Here's the bad news: Spectrum Pharmaceuticals (NAS: SPPI) sold only $21 million worth of its non-Hodgkin's lymphoma drug Zevalin over the first nine months of last year, essentially flat over the year-ago period and a long way from blockbuster.
Here's the good news: Spectrum Pharma has been making changes that should kick-start Zevalin's growth.
In November, the FDA removed a bioscan requirement from Zevalin's label. The inconvenient bioscan procedure, which required a test dose to be administered before the therapeutic dose, hampered sales, causing two different companies to let go of the drug. Biogen Idec (NAS: BIIB) developed the drug and sold it to Cell Therapeutics (NAS: CTIC) , which sold it to Spectrum Pharma.
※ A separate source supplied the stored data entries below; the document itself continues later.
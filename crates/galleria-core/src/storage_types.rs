//! Storage backend selection.

use std::fmt;
use std::str::FromStr;

/// Available object-store backends.
#[derive(Debug, Clone, Copy, PartialEq, Eq)]
pub enum StorageBackend {
    S3,
    Local,
}

impl FromStr for StorageBackend {
    type Err = String;

    fn from_str(s: &str) -> Result<Self, Self::Err> {
        match s.to_lowercase().as_str() {
            "s3" => Ok(StorageBackend::S3),
            "local" => Ok(StorageBackend::Local),
            other => Err(format!("Unknown storage backend: {}", other)),
        }
    }
}

impl fmt::Display for StorageBackend {
    fn fmt(&self, f: &mut fmt::Formatter<'_>) -> fmt::Result {
        match self {
            StorageBackend::S3 => write!(f, "s3"),
            StorageBackend::Local => write!(f, "local"),
        }
    }
}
I don't think removal of the bioscan requirement will suddenly make Zevalin an instant blockbuster. There's potential; its biggest competition is Biogen and Roche's (OTC: RHHBY) Rituxan, a multibillion dollar product, albeit with an approval for rheumatoid arthritis that Zevalin isn't appropriate for. But even 10% -- a couple of hundred million -- would be a vast improvement.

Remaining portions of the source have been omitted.